In the Anatomy of a Revolution, Brinton compares revolutions and fevers. He describes the steps of a revolution as the symptoms of a fever, almost as if it were a bad thing. However these revolutions brought about change, in many cases over throwing a controlling, totalitarian leader. “Politically the revolution ends the worst abuses, the worst inefficiencies of the old regimes” (239), stated Brinton. Revolutions allow changes within the modernization and efficiencies of countries. Specifically, Brinton describes the French revolution as it modernized France.

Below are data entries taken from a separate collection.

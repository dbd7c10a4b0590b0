//! Plain-text rendering of controller events for the terminal.

use std::io::Write;

use portal14_core::countdown::pad;
use portal14_core::{Event, Phase, ShakeTarget, Snapshot};

/// Turns events into terminal lines. Refresh ticks are throttled to one
/// line per second so the scrollback stays readable.
#[derive(Debug, Default)]
pub struct Renderer {
    last_countdown_second: Option<u64>,
    printed_letter: usize,
}

impl Renderer {
    pub fn render(&mut self, events: &[Event], snapshot: &Snapshot) {
        for event in events {
            if let Some(line) = self.line(event, snapshot) {
                println!("{line}");
            }
        }
        self.type_letter(snapshot);
    }

    fn line(&mut self, event: &Event, snapshot: &Snapshot) -> Option<String> {
        match event {
            Event::PhaseEntered { phase, .. } => {
                self.last_countdown_second = None;
                Some(phase_banner(*phase, snapshot))
            }
            Event::CountdownTick { countdown, .. } => {
                let second = countdown.diff / 1000;
                if snapshot.letter_open || self.last_countdown_second == Some(second) {
                    return None;
                }
                self.last_countdown_second = Some(second);
                Some(format!("  [{}]", countdown.display()))
            }
            Event::ElapsedTick { elapsed, .. } => {
                if !snapshot.letter_open {
                    return None;
                }
                Some(format!(
                    "  Tiempo invertido: {}d {}h {}m {}s",
                    pad(elapsed.days, 2),
                    pad(elapsed.hours, 2),
                    pad(elapsed.minutes, 2),
                    pad(elapsed.seconds, 2)
                ))
            }
            Event::DecoyClock { clock, .. } => Some(format!("  hora  {}", clock.display())),
            Event::DecoyDate { date, .. } => Some(format!("  fecha {date}")),
            Event::DecoyLocked { clock, date, .. } => Some(format!(
                "  >> Detectado: {date} {}",
                clock.display()
            )),
            Event::DateFinalized { .. } => Some("  Fecha confirmada".to_string()),
            Event::ShakeStarted { target, .. } => Some(
                match target {
                    ShakeTarget::Date => "  *sacudida*",
                    ShakeTarget::Scan => "  *identidad confirmada*",
                    ShakeTarget::NoButton => "  [No] *tiembla* ... pero no se rinde",
                }
                .to_string(),
            ),
            Event::ShakeEnded { .. } => None,
            Event::ScanTick { display, .. } => Some(format!("  escaneando: {display}")),
            Event::ScanResolved { name, .. } => Some(format!("  Identidad: {name}")),
            Event::NoEvaded { position, .. } => Some(format!(
                "  [No] se escapa a ({:.0}, {:.0})",
                position.x, position.y
            )),
            Event::AcceptRecorded { persisted, .. } => Some(if *persisted {
                "  Invitacion aceptada".to_string()
            } else {
                "  Invitacion aceptada (sin guardar)".to_string()
            }),
            Event::LetterUnlocked { .. } => {
                Some("  Carta disponible. Escribe 'carta' para abrirla.".to_string())
            }
            Event::LetterOpened { .. } => {
                self.printed_letter = 0;
                Some("  --- Carta ---".to_string())
            }
            Event::LetterClosed { .. } => {
                self.printed_letter = 0;
                Some("\n  --- Carta cerrada ---".to_string())
            }
            Event::LetterTyped { .. } => None,
            Event::ReducedMotionChanged { reduced_motion, .. } => Some(format!(
                "  movimiento reducido: {}",
                if *reduced_motion { "si" } else { "no" }
            )),
            Event::PointerChanged { coarse_pointer, .. } => Some(format!(
                "  puntero tactil: {}",
                if *coarse_pointer { "si" } else { "no" }
            )),
        }
    }

    /// Print the newly typed part of the letter without a newline.
    fn type_letter(&mut self, snapshot: &Snapshot) {
        if snapshot.typed_length < self.printed_letter {
            // Cursor went back: the letter restarted.
            println!();
            self.printed_letter = 0;
        }
        if !snapshot.letter_open || snapshot.typed_length <= self.printed_letter {
            return;
        }
        let fresh: String = snapshot
            .typed_text
            .chars()
            .skip(self.printed_letter)
            .collect();
        print!("{fresh}");
        let _ = std::io::stdout().flush();
        self.printed_letter = snapshot.typed_length;
        if snapshot.typed_length == snapshot.letter_total {
            println!();
        }
    }
}

fn phase_banner(phase: Phase, snapshot: &Snapshot) -> String {
    match phase {
        Phase::Loading => "== Desencriptando acceso ==".to_string(),
        Phase::Scan => "== Escaneo biometrico ==".to_string(),
        Phase::Sync => "== Sincronizando ==".to_string(),
        Phase::Question => format!(
            "== Location Decryptor: {} ==\n  Aceptar invitacion? (si / no)",
            snapshot.location
        ),
        Phase::Accepted => {
            let letter = if snapshot.letter_unlocked {
                "disponible".to_string()
            } else {
                format!("bloqueada hasta el {}", snapshot.unlock_date)
            };
            format!("== Acceso concedido ==\n  {}\n  Carta: {letter}", snapshot.location)
        }
    }
}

The Apartheid in south Africa was a racial revolution between white and black south Africans. During this time the south African government which was mostly white. The government passed laws, for example banning mixed marriages between black and white Africans. They were even forced to move from their homes to segregated communities. Many even lost their south African citizenship when they were moved. Some could even compare this to the civil rights movement in the united states where African Americans were forced to go to different schools, use different bathrooms, they could hold a position of power and they could not vote. But like the civil rights movement had Doctor Martin Luther King to give a monumental speech and unite a nation, The Apartheid had Nelson Mandela. Mandela gave a speech asking for the fighting to stop and to unite and be one nation.
Based on Brinton’s model of revolutions the old regime stage was before and during the state of emergency the safety of the ruling class and whites was superior to those that were black. According to David Penna’s article Apartheid, the law and reform in South Africa “In South Africa, even prior to the state of emergency, such guarantees were relatively meaningless for blacks and often very constrained even for whites. Inlarge part, this is due to the perversion of South African law to serve the interests of a ruling class in maintaining the apartheid system.”